■ Work to complete ■
Across the listing that follows, work out how many lines carry the string "PriorityQueue". Provide that number and nothing else.

----- Provided material -----

use rand::{Rng, rngs::StdRng};

use super::{passage_neighbors, random_passage_cell, wall_between};
use crate::maze::{Coord, Grid};

/// The two passage cells a wall cell separates.
fn wall_sides(wall: Coord) -> (Coord, Coord) {
    let (row, col) = wall;
    if row % 2 == 1 {
        // Wall between two cells of the same row
        ((row, col - 1), (row, col + 1))
    } else {
        ((row - 1, col), (row + 1, col))
    }
}

/// Adds the walls between `cell` and its uncarved passage neighbors to the frontier.
/// A wall enters the frontier at most once.
fn add_frontier_walls(
    grid: &Grid,
    cell: Coord,
    in_maze: &[bool],
    queued: &mut [bool],
    frontier: &mut Vec<Coord>,
) {
    for neighbor in passage_neighbors(grid, cell) {
        if in_maze[grid.index_of(neighbor)] {
            continue;
        }
        let wall = wall_between(cell, neighbor);
        let idx = grid.index_of(wall);
        if !queued[idx] {
            queued[idx] = true;
            frontier.push(wall);
        }
    }
}

/// Randomized Prim's algorithm.
///
/// Grows the maze from a random cell. The frontier holds walls next to exactly one
/// carved cell; a uniformly random one is taken each round, and if its far side is
/// still uncarved the wall and that cell are opened.
pub fn randomized_prim(grid: &mut Grid, rng: &mut StdRng) {
    let mut in_maze = vec![false; grid.len()];
    let mut queued = vec![false; grid.len()];

    let start = random_passage_cell(grid, rng);
    grid.set_wall(start, false);
    in_maze[grid.index_of(start)] = true;

    let mut frontier = Vec::new();
    add_frontier_walls(grid, start, &in_maze, &mut queued, &mut frontier);

    while !frontier.is_empty() {
        // Randomly select a wall from the frontier
        let wall = frontier.swap_remove(rng.random_range(0..frontier.len()));

        let (a, b) = wall_sides(wall);
        let next = match (in_maze[grid.index_of(a)], in_maze[grid.index_of(b)]) {
            (true, false) => b,
            (false, true) => a,
            // Both sides already joined, opening it would close a loop
            _ => continue,
        };

        grid.set_wall(wall, false);
        grid.set_wall(next, false);
        in_maze[grid.index_of(next)] = true;
        add_frontier_walls(grid, next, &in_maze, &mut queued, &mut frontier);
    }
}
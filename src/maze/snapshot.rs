use serde::{Deserialize, Serialize};

use super::grid::{Coord, Grid, MAX_CELLS};
use crate::error::MazeError;

/// Sparse-wall serialized form of a maze. Empty cells are omitted.
///
/// Square mazes exported with a single `size` field are accepted on import.
#[derive(Debug, Clone, PartialEq, Eq, Serialize, Deserialize)]
pub struct MazeData {
    #[serde(default, skip_serializing_if = "Option::is_none")]
    pub size: Option<usize>,
    #[serde(default, skip_serializing_if = "Option::is_none")]
    pub rows: Option<usize>,
    #[serde(default, skip_serializing_if = "Option::is_none")]
    pub cols: Option<usize>,
    #[serde(default)]
    pub walls: Vec<[usize; 2]>,
    pub start: Option<[usize; 2]>,
    pub end: Option<[usize; 2]>,
}

impl MazeData {
    /// Resolves `(rows, cols)` from either explicit dimensions or `size`.
    fn dimensions(&self) -> Result<(usize, usize), MazeError> {
        let (rows, cols) = match (self.rows, self.cols, self.size) {
            (Some(rows), Some(cols), _) => (rows, cols),
            (None, None, Some(size)) => (size, size),
            _ => {
                return Err(MazeError::InvalidFormat(
                    "missing maze dimensions (expected rows and cols, or size)".to_string(),
                ));
            }
        };
        if rows == 0 || cols == 0 {
            return Err(MazeError::InvalidFormat(format!(
                "maze dimensions must be positive, got {}x{}",
                rows, cols
            )));
        }
        if Grid::cell_count(rows, cols).is_none() {
            return Err(MazeError::InvalidFormat(format!(
                "a {}x{} maze exceeds the limit of {} cells",
                rows, cols, MAX_CELLS
            )));
        }
        Ok((rows, cols))
    }
}

fn to_coord(pair: [usize; 2]) -> Coord {
    (pair[0], pair[1])
}

impl Grid {
    /// Serializes walls, start and end.
    pub fn export(&self) -> MazeData {
        MazeData {
            size: None,
            rows: Some(self.rows()),
            cols: Some(self.cols()),
            walls: self.walls().map(|(r, c)| [r, c]).collect(),
            start: self.start().map(|(r, c)| [r, c]),
            end: self.end().map(|(r, c)| [r, c]),
        }
    }

    /// Replaces this grid with the maze described by `data`.
    ///
    /// Everything is validated and applied to a freshly initialized grid first,
    /// so on error `self` is left exactly as it was.
    pub fn import(&mut self, data: &MazeData) -> Result<(), MazeError> {
        let (rows, cols) = data.dimensions()?;
        let in_bounds = |(r, c): Coord| r < rows && c < cols;

        let start = data
            .start
            .map(to_coord)
            .ok_or_else(|| MazeError::InvalidFormat("missing start cell".to_string()))?;
        let end = data
            .end
            .map(to_coord)
            .ok_or_else(|| MazeError::InvalidFormat("missing end cell".to_string()))?;
        if !in_bounds(start) {
            return Err(MazeError::InvalidFormat(format!(
                "start {:?} is outside the {}x{} grid",
                start, rows, cols
            )));
        }
        if !in_bounds(end) {
            return Err(MazeError::InvalidFormat(format!(
                "end {:?} is outside the {}x{} grid",
                end, rows, cols
            )));
        }
        if start == end {
            return Err(MazeError::InvalidFormat(format!(
                "start and end share the cell {:?}",
                start
            )));
        }
        if let Some(wall) = data.walls.iter().copied().map(to_coord).find(|&w| !in_bounds(w)) {
            return Err(MazeError::InvalidFormat(format!(
                "wall {:?} is outside the {}x{} grid",
                wall, rows, cols
            )));
        }

        let mut grid = Grid::new(rows, cols);
        grid.clear();
        // Endpoints go first so that walls listed on them are ignored
        grid.set_start(start);
        grid.set_end(end);
        data.walls
            .iter()
            .for_each(|&pair| grid.set_wall(to_coord(pair), true));

        tracing::debug!(
            "Imported {}x{} maze with {} walls",
            rows,
            cols,
            grid.walls().count()
        );
        *self = grid;
        Ok(())
    }

    /// Exports the maze as pretty-printed JSON.
    pub fn to_json(&self) -> Result<String, MazeError> {
        Ok(serde_json::to_string_pretty(&self.export())?)
    }

    /// Parses JSON and imports it into this grid. The grid is untouched on error.
    pub fn import_json(&mut self, json: &str) -> Result<(), MazeError> {
        let data: MazeData = serde_json::from_str(json)?;
        self.import(&data)
    }

    /// Builds a new grid from exported JSON.
    pub fn from_json(json: &str) -> Result<Grid, MazeError> {
        let mut grid = Grid::new(0, 0);
        grid.import_json(json)?;
        Ok(grid)
    }
}

#[cfg(test)]
mod tests {
    use super::*;

    #[test]
    fn test_export_shape() {
        let mut grid = Grid::new(4, 6);
        grid.set_wall((0, 3), true);
        grid.set_wall((2, 1), true);
        let data = grid.export();
        assert_eq!(data.rows, Some(4));
        assert_eq!(data.cols, Some(6));
        assert_eq!(data.walls, vec![[0, 3], [2, 1]]);
        assert_eq!(data.start, Some([1, 1]));
        assert_eq!(data.end, Some([2, 4]));

        let json = grid.to_json().unwrap();
        assert!(!json.contains("size"));
    }

    #[test]
    fn test_import_square_size_field() {
        let json = r#"{"size": 5, "walls": [[0, 0], [2, 2]], "start": [4, 0], "end": [0, 4]}"#;
        let grid = Grid::from_json(json).unwrap();
        assert_eq!((grid.rows(), grid.cols()), (5, 5));
        assert_eq!(grid.start(), Some((4, 0)));
        assert_eq!(grid.end(), Some((0, 4)));
        assert_eq!(grid.walls().collect::<Vec<_>>(), vec![(0, 0), (2, 2)]);
        // The default endpoints of a fresh grid are gone
        assert!(!grid[(1, 1)].is_endpoint());
    }

    #[test]
    fn test_import_wall_on_default_endpoint() {
        let json = r#"{"rows": 5, "cols": 5, "walls": [[1, 1], [3, 3]], "start": [0, 0], "end": [4, 4]}"#;
        let grid = Grid::from_json(json).unwrap();
        assert!(grid.is_wall((1, 1)));
        assert!(grid.is_wall((3, 3)));
    }

    #[test]
    fn test_import_ignores_wall_on_endpoint() {
        let json = r#"{"rows": 3, "cols": 3, "walls": [[0, 0], [1, 1]], "start": [0, 0], "end": [2, 2]}"#;
        let grid = Grid::from_json(json).unwrap();
        assert!(!grid.is_wall((0, 0)));
        assert!(grid.is_wall((1, 1)));
        assert!(grid[(0, 0)].is_start());
    }

    #[test]
    fn test_import_rejections_leave_grid_untouched() {
        let mut grid = Grid::new(5, 5);
        grid.set_wall((2, 2), true);
        let before = grid.clone();

        let bad_inputs = [
            r#"{"walls": [], "start": [0, 0], "end": [1, 1]}"#,
            r#"{"rows": 5, "walls": [], "start": [0, 0], "end": [1, 1]}"#,
            r#"{"rows": 0, "cols": 5, "walls": [], "start": [0, 0], "end": [1, 1]}"#,
            r#"{"rows": 5, "cols": 5, "walls": [], "end": [1, 1]}"#,
            r#"{"rows": 5, "cols": 5, "walls": [], "start": [0, 0]}"#,
            r#"{"rows": 5, "cols": 5, "walls": [], "start": [5, 0], "end": [1, 1]}"#,
            r#"{"rows": 5, "cols": 5, "walls": [], "start": [0, 0], "end": [1, 9]}"#,
            r#"{"rows": 5, "cols": 5, "walls": [[1, 2], [7, 7]], "start": [0, 0], "end": [1, 1]}"#,
            r#"{"rows": 5, "cols": 5, "walls": [], "start": [2, 3], "end": [2, 3]}"#,
            r#"{"rows": 5, "cols": 5, "walls": "none", "start": [0, 0], "end": [1, 1]}"#,
            r#"not json"#,
            r#"{"rows": 4294967296, "cols": 4294967296, "walls": [], "start": [0, 0], "end": [0, 1]}"#,
            r#"{"rows": 100000, "cols": 100000, "walls": [], "start": [0, 0], "end": [0, 1]}"#,
            r#"{"size": 18446744073709551615, "walls": [], "start": [0, 0], "end": [0, 1]}"#,
        ];
        for input in bad_inputs {
            let result = grid.import_json(input);
            assert!(result.is_err(), "accepted {}", input);
            assert_eq!(grid, before);
        }
    }

    #[test]
    fn test_oversized_dimensions_are_format_errors() {
        let mut grid = Grid::new(3, 3);
        let json = r#"{"rows": 4294967296, "cols": 4294967296, "walls": [], "start": [0, 0], "end": [0, 1]}"#;
        assert!(matches!(grid.import_json(json), Err(MazeError::InvalidFormat(_))));

        // Exactly at the limit is accepted
        let json = r#"{"rows": 1024, "cols": 1024, "walls": [], "start": [0, 0], "end": [0, 1]}"#;
        grid.import_json(json).unwrap();
        assert_eq!(grid.len(), MAX_CELLS);
        let json = r#"{"rows": 1025, "cols": 1024, "walls": [], "start": [0, 0], "end": [0, 1]}"#;
        assert!(matches!(grid.import_json(json), Err(MazeError::InvalidFormat(_))));
    }

    #[test]
    fn test_json_errors_are_distinguished() {
        let mut grid = Grid::new(3, 3);
        assert!(matches!(grid.import_json("{"), Err(MazeError::Json(_))));
        assert!(matches!(
            grid.import_json(r#"{"rows": 3, "cols": 3, "start": [0, 0]}"#),
            Err(MazeError::InvalidFormat(_))
        ));
    }
}
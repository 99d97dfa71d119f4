use super::{Search, Step, found};
use crate::maze::{Coord, Grid};

/// Depth-first search with an explicit stack.
///
/// Neighbors are pushed in the order up, down, left, right, so the last one pushed is
/// expanded first. A cell keeps the parent that first discovered it.
pub struct DepthFirst {
    stack: Vec<Coord>,
    end: Coord,
}

impl DepthFirst {
    pub fn new(grid: &mut Grid, start: Coord, end: Coord) -> Self {
        grid.mark_frontier(start);
        Self {
            stack: vec![start],
            end,
        }
    }
}

impl Search for DepthFirst {
    fn step(&mut self, grid: &mut Grid) -> Step {
        // A cell can sit on the stack several times; skip the copies already expanded
        let current = loop {
            match self.stack.pop() {
                Some(coord) if grid[coord].visited => continue,
                Some(coord) => break coord,
                None => return Step::Exhausted,
            }
        };

        grid.mark_visited(current);
        if current == self.end {
            return found(grid, current);
        }

        let parent = grid.index_of(current);
        let neighbors = grid.open_neighbors(current).collect::<Vec<_>>();
        for neighbor in neighbors {
            if grid[neighbor].visited {
                continue;
            }
            let cell = grid.cell_mut(neighbor);
            if cell.parent.is_none() {
                cell.parent = Some(parent);
            }
            grid.mark_frontier(neighbor);
            self.stack.push(neighbor);
        }
        Step::Visited(current)
    }
}
//! Incremental progress reporting for solvers.
//!
//! A solve calls its [`UpdateSink`] once per expansion step, then waits [`step_delay`]
//! before the next step. A found path is revealed one cell per frame at half that delay.

use std::time::Duration;

use crate::maze::{Coord, Grid};

/// Slowest accepted animation speed.
pub const MIN_SPEED: u8 = 1;
/// Fastest accepted animation speed.
pub const MAX_SPEED: u8 = 100;
/// Animation speed a new session starts with.
pub const DEFAULT_SPEED: u8 = 50;

/// One observable state of a running solve.
#[derive(Debug, Clone, Copy)]
pub struct Frame<'a> {
    /// The grid, carrying the visited/frontier/path marks of this step.
    pub grid: &'a Grid,
    /// Every cell expanded so far, in expansion order.
    pub visited: &'a [Coord],
    /// The part of the solution path revealed so far, starting at the start cell.
    pub path: Option<&'a [Coord]>,
}

/// Receives solver progress, typically to redraw the maze.
pub trait UpdateSink {
    fn update(&mut self, frame: Frame<'_>);
}

impl<F> UpdateSink for F
where
    F: FnMut(Frame<'_>),
{
    fn update(&mut self, frame: Frame<'_>) {
        self(frame)
    }
}

/// A sink that ignores every frame.
#[derive(Debug, Default, Clone, Copy)]
pub struct NoopSink;

impl UpdateSink for NoopSink {
    fn update(&mut self, _frame: Frame<'_>) {}
}

/// Delay between two solver steps for an animation speed.
/// The scale is inverted: speed 100 waits 1 ms, speed 1 waits 100 ms.
pub fn step_delay(speed: u8) -> Duration {
    let speed = speed.clamp(MIN_SPEED, MAX_SPEED);
    Duration::from_millis(u64::from(MAX_SPEED - speed) + 1)
}

#[cfg(test)]
mod tests {
    use super::*;

    #[test]
    fn test_step_delay_is_inverted() {
        assert_eq!(step_delay(100), Duration::from_millis(1));
        assert_eq!(step_delay(50), Duration::from_millis(51));
        assert_eq!(step_delay(1), Duration::from_millis(100));
        assert!(step_delay(80) < step_delay(20));
    }

    #[test]
    fn test_step_delay_clamps() {
        assert_eq!(step_delay(0), step_delay(1));
        assert_eq!(step_delay(255), step_delay(100));
    }

    #[test]
    fn test_closure_sink() {
        let grid = Grid::new(3, 3);
        let mut seen = Vec::new();
        let mut sink = |frame: Frame<'_>| seen.push(frame.visited.len());
        sink.update(Frame {
            grid: &grid,
            visited: &[(1, 1)],
            path: None,
        });
        assert_eq!(seen, vec![1]);
    }
}
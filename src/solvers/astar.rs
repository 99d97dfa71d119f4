use super::{Search, Step, found, priority_queue::PriorityQueue};
use crate::maze::{Coord, Grid};

/// Manhattan distance, admissible for four-way movement with unit cost.
fn heuristic(a: Coord, b: Coord) -> u32 {
    (a.0.abs_diff(b.0) + a.1.abs_diff(b.1)) as u32
}

/// A* search ordered by `g + h`, where `g` is the distance walked from the start
/// and `h` the Manhattan distance to the end.
///
/// When a queued cell is reached more cheaply it is pushed again with the better
/// score; the outdated entry is skipped when it surfaces.
pub struct AStar {
    open_set: PriorityQueue<Coord>,
    end: Coord,
}

impl AStar {
    pub fn new(grid: &mut Grid, start: Coord, end: Coord) -> Self {
        let f_score = heuristic(start, end);
        let cell = grid.cell_mut(start);
        cell.distance = Some(0);
        cell.f_score = Some(f_score);
        grid.mark_frontier(start);

        let mut open_set = PriorityQueue::new();
        open_set.push(start, f_score);
        Self { open_set, end }
    }
}

impl Search for AStar {
    fn step(&mut self, grid: &mut Grid) -> Step {
        // Visited cells form the closed set
        let current = loop {
            match self.open_set.pop() {
                Some((coord, _)) if grid[coord].visited => continue,
                Some((coord, _)) => break coord,
                None => return Step::Exhausted,
            }
        };

        grid.mark_visited(current);
        if current == self.end {
            return found(grid, current);
        }

        let Some(g_score) = grid[current].distance else {
            return Step::Visited(current);
        };
        let tentative = g_score + 1;
        let parent = grid.index_of(current);
        let end = self.end;
        let neighbors = grid.open_neighbors(current).collect::<Vec<_>>();
        for neighbor in neighbors {
            let cell = grid.cell_mut(neighbor);
            if cell.visited || cell.distance.is_some_and(|d| d <= tentative) {
                continue;
            }
            let f_score = tentative + heuristic(neighbor, end);
            cell.distance = Some(tentative);
            cell.f_score = Some(f_score);
            cell.parent = Some(parent);
            grid.mark_frontier(neighbor);
            self.open_set.push(neighbor, f_score);
        }
        Step::Visited(current)
    }
}
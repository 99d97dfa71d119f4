use std::{collections::VecDeque, time::Duration};

use mazeviz::{
    Coord, Generator, Grid, MazeError, Outcome, Session, Solver,
    animation::NoopSink,
    generators::{carve_passages, get_rng},
    solve_maze,
};

fn open_cells(grid: &Grid) -> Vec<Coord> {
    grid.iter()
        .filter(|(_, cell)| !cell.is_wall)
        .map(|(coord, _)| coord)
        .collect()
}

/// Number of open cells reachable from `from`.
fn component_size(grid: &Grid, from: Coord) -> usize {
    let mut seen = vec![false; grid.len()];
    seen[grid.index_of(from)] = true;
    let mut queue = VecDeque::from([from]);
    let mut count = 0;
    while let Some(current) = queue.pop_front() {
        count += 1;
        for neighbor in grid.open_neighbors(current) {
            let idx = grid.index_of(neighbor);
            if !seen[idx] {
                seen[idx] = true;
                queue.push_back(neighbor);
            }
        }
    }
    count
}

/// Adjacent pairs of open cells.
fn open_edges(grid: &Grid) -> usize {
    open_cells(grid)
        .into_iter()
        .map(|(r, c)| {
            [(r + 1, c), (r, c + 1)]
                .into_iter()
                .filter(|&n| grid.is_in_bounds(n) && !grid.is_wall(n))
                .count()
        })
        .sum()
}

/// 5x5 grid with a wall down column 2 on rows 0-3, start (0, 0), end (0, 4).
fn divided_grid() -> Grid {
    let mut grid = Grid::new(5, 5);
    grid.clear();
    (0..4).for_each(|row| grid.set_wall((row, 2), true));
    grid.set_start((0, 0));
    grid.set_end((0, 4));
    grid
}

#[test]
fn generated_mazes_connect_start_and_end() {
    let session = Session::headless();
    for generator in Generator::ALL {
        for seed in 0..10 {
            for (rows, cols) in [(21, 21), (10, 14), (3, 5), (2, 9)] {
                let mut grid = Grid::new(rows, cols);
                session.generate(&mut grid, generator, Some(seed)).unwrap();
                assert!(grid.has_valid_path(), "{} {}x{} seed {}", generator, rows, cols, seed);

                let report = solve_maze(&mut grid, Solver::Bfs, &session, &mut NoopSink).unwrap();
                assert_eq!(report.outcome, Outcome::Found);
            }
        }
    }
}

#[test]
fn carved_passages_form_a_spanning_tree() {
    for generator in Generator::ALL {
        for seed in 0..5 {
            let mut grid = Grid::new(15, 21);
            let mut rng = get_rng(Some(seed));
            carve_passages(&mut grid, generator, &mut rng);

            let open = open_cells(&grid);
            // Every odd-coordinate cell is a passage
            assert_eq!(open.iter().filter(|(r, c)| r % 2 == 1 && c % 2 == 1).count(), 7 * 10);
            assert_eq!(open_edges(&grid), open.len() - 1, "{} seed {}", generator, seed);
            assert_eq!(component_size(&grid, (1, 1)), open.len());
        }
    }
}

#[test]
fn optimal_solvers_agree_on_path_length() {
    let session = Session::headless();
    for generator in Generator::ALL {
        for seed in 0..5 {
            let mut grid = Grid::new(17, 23);
            grid.set_start((0, 0));
            grid.set_end((16, 22));
            session.generate(&mut grid, generator, Some(seed)).unwrap();

            let lengths = [Solver::Bfs, Solver::Dijkstra, Solver::AStar]
                .map(|solver| {
                    let report = solve_maze(&mut grid, solver, &session, &mut NoopSink).unwrap();
                    assert_eq!(report.outcome, Outcome::Found);
                    report.path_length()
                });
            assert_eq!(lengths[0], lengths[1], "{} seed {}", generator, seed);
            assert_eq!(lengths[0], lengths[2], "{} seed {}", generator, seed);

            for solver in [Solver::Dfs, Solver::WallFollower] {
                let report = solve_maze(&mut grid, solver, &session, &mut NoopSink).unwrap();
                assert_eq!(report.outcome, Outcome::Found, "{}", solver);
                assert!(report.path_length() >= lengths[0]);
            }
        }
    }
}

#[test]
fn every_visited_cell_leads_back_to_start() {
    let session = Session::headless();
    for generator in Generator::ALL {
        for seed in 0..3 {
            let mut grid = Grid::new(15, 19);
            session.generate(&mut grid, generator, Some(seed)).unwrap();
            let start = grid.start().unwrap();

            for solver in [Solver::Dfs, Solver::Bfs, Solver::Dijkstra, Solver::AStar] {
                let report = solve_maze(&mut grid, solver, &session, &mut NoopSink).unwrap();
                assert_eq!(report.outcome, Outcome::Found);
                for &cell in &report.visited {
                    let path = grid.reconstruct_path(cell);
                    let path = path.unwrap_or_else(|| panic!("{} {} seed {}: {:?}", solver, generator, seed, cell));
                    assert_eq!(path.first(), Some(&start));
                    assert_eq!(path.last(), Some(&cell));
                    // Each link in the chain is a step between open neighbors
                    assert!(path.windows(2).all(|pair| grid.open_neighbors(pair[0]).any(|n| n == pair[1])));
                }
            }
        }
    }
}

#[test]
fn divided_grid_shortest_path() {
    let session = Session::headless();
    for solver in [Solver::Bfs, Solver::Dijkstra, Solver::AStar] {
        let mut grid = divided_grid();
        let report = solve_maze(&mut grid, solver, &session, &mut NoopSink).unwrap();
        let path = report.path.as_deref().unwrap();
        assert_eq!(report.path_length(), 12);
        assert_eq!(path.first(), Some(&(0, 0)));
        assert_eq!(path.last(), Some(&(0, 4)));
        // Any shortest route has to pass under the divider
        assert!(path.contains(&(4, 2)));
    }
}

#[test]
fn reset_restores_the_unsolved_grid() {
    let session = Session::headless();
    let mut grid = Grid::new(15, 15);
    session.generate(&mut grid, Generator::Prim, Some(3)).unwrap();
    let unsolved = grid.clone();

    for solver in Solver::ALL {
        solve_maze(&mut grid, solver, &session, &mut NoopSink).unwrap();
        assert_ne!(grid, unsolved);
        grid.reset_visited();
        assert_eq!(grid, unsolved);
        grid.reset_visited();
        assert_eq!(grid, unsolved);
    }
}

#[test]
fn export_import_round_trip() {
    let session = Session::headless();
    let mut grid = Grid::new(11, 19);
    grid.set_end((0, 18));
    session.generate(&mut grid, Generator::Kruskal, Some(9)).unwrap();

    let json = grid.to_json().unwrap();
    let restored = Grid::from_json(&json).unwrap();
    assert_eq!(restored, grid);

    // Importing over an existing grid replaces it entirely
    let mut other = Grid::new(4, 4);
    other.import_json(&json).unwrap();
    assert_eq!(other, grid);
}

#[test]
fn failed_import_leaves_grid_untouched() {
    let mut grid = divided_grid();
    let before = grid.clone();
    let bad = r#"{"rows": 5, "cols": 5, "walls": [[9, 9]], "start": [0, 0], "end": [4, 4]}"#;
    assert!(matches!(grid.import_json(bad), Err(MazeError::InvalidFormat(_))));
    assert!(matches!(grid.import_json("{"), Err(MazeError::Json(_))));
    assert_eq!(grid, before);
}

#[test]
fn unreachable_end_reports_reachable_component() {
    // Start boxed into the top-left 3x3 corner
    let mut grid = Grid::new(8, 8);
    grid.clear();
    (0..4).for_each(|i| {
        grid.set_wall((3, i), true);
        grid.set_wall((i, 3), true);
    });
    grid.set_start((1, 1));
    grid.set_end((6, 6));
    assert!(!grid.has_valid_path());

    let session = Session::headless();
    for solver in [Solver::Dfs, Solver::Bfs, Solver::Dijkstra, Solver::AStar] {
        let report = solve_maze(&mut grid, solver, &session, &mut NoopSink).unwrap();
        assert_eq!(report.outcome, Outcome::NoPath, "{}", solver);
        assert_eq!(report.path, None);
        assert_eq!(report.path_length(), 0);
        assert_eq!(report.visited_count(), 9, "{}", solver);
    }

    let report = solve_maze(&mut grid, Solver::WallFollower, &session, &mut NoopSink).unwrap();
    assert_eq!(report.outcome, Outcome::NoPath);
    assert!(report.visited_count() <= 9);
    assert!(grid.iter().all(|(_, cell)| !cell.in_path));
}

#[test]
fn missing_end_is_an_error_not_a_no_path() {
    let mut grid = Grid::new(5, 5);
    grid.reset();
    grid.set_start((0, 0));
    let result = solve_maze(&mut grid, Solver::AStar, &Session::headless(), &mut NoopSink);
    assert!(matches!(result, Err(MazeError::MissingEndpoints)));
}

#[test]
fn stop_from_another_thread_cancels_solve() {
    let mut grid = Grid::new(31, 31);
    grid.clear();
    grid.set_start((0, 0));
    grid.set_end((30, 30));
    // Slowest speed waits 100 ms per step
    let session = Session::new().with_speed(1);
    let handle = session.clone();
    let stopper = std::thread::spawn(move || {
        while !handle.is_solving() {
            std::thread::yield_now();
        }
        std::thread::sleep(Duration::from_millis(250));
        handle.stop_solving();
    });

    let report = solve_maze(&mut grid, Solver::Dijkstra, &session, &mut NoopSink).unwrap();
    stopper.join().unwrap();
    assert_eq!(report.outcome, Outcome::Cancelled);
    assert!(report.visited_count() < grid.len());
    assert_eq!(report.path_length(), 0);
    assert!(!session.is_solving());

    // The session is usable again after a cancelled solve
    let report = solve_maze(&mut grid, Solver::Bfs, &Session::headless(), &mut NoopSink).unwrap();
    assert_eq!(report.path_length(), 60);
}
use rand::{rngs::StdRng, seq::SliceRandom};

use super::{disjoint_set::DisjointSet, wall_between};
use crate::maze::{Coord, Grid};

/// Wall edge between two adjacent passage cells
#[derive(Clone, Copy)]
struct Edge {
    cell1: Coord,
    cell2: Coord,
}

/// Index of an odd-coordinate cell among the passage cells, row-major.
fn passage_index(grid: &Grid, cell: Coord) -> usize {
    (cell.0 / 2) * (grid.cols() / 2) + cell.1 / 2
}

/// Randomized Kruskal's algorithm.
///
/// Every passage cell starts in its own set. Walls between neighboring passage
/// cells are visited in random order and removed only when they join two
/// different sets, so no loop is ever closed.
pub fn randomized_kruskal(grid: &mut Grid, rng: &mut StdRng) {
    let rows = grid.rows();
    let cols = grid.cols();

    let passages = (1..rows)
        .step_by(2)
        .flat_map(|row| (1..cols).step_by(2).map(move |col| (row, col)))
        .collect::<Vec<_>>();
    passages.iter().for_each(|&cell| grid.set_wall(cell, false));

    let mut sets = DisjointSet::new((rows / 2) * (cols / 2));

    // Collect all walls to the right of and below each passage cell
    let mut edges: Vec<Edge> = passages
        .iter()
        .flat_map(|&(row, col)| {
            [
                (col + 2 < cols).then(|| Edge {
                    cell1: (row, col),
                    cell2: (row, col + 2),
                }),
                (row + 2 < rows).then(|| Edge {
                    cell1: (row, col),
                    cell2: (row + 2, col),
                }),
            ]
        })
        .flatten()
        .collect();

    // Shuffle edges randomly
    edges.shuffle(rng);

    for edge in edges {
        let idx1 = passage_index(grid, edge.cell1);
        let idx2 = passage_index(grid, edge.cell2);

        // If cells are not yet connected, remove the wall between them
        if sets.union(idx1, idx2) {
            grid.set_wall(wall_between(edge.cell1, edge.cell2), false);
        }
    }
}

-----

■ Answer to the problem ■
3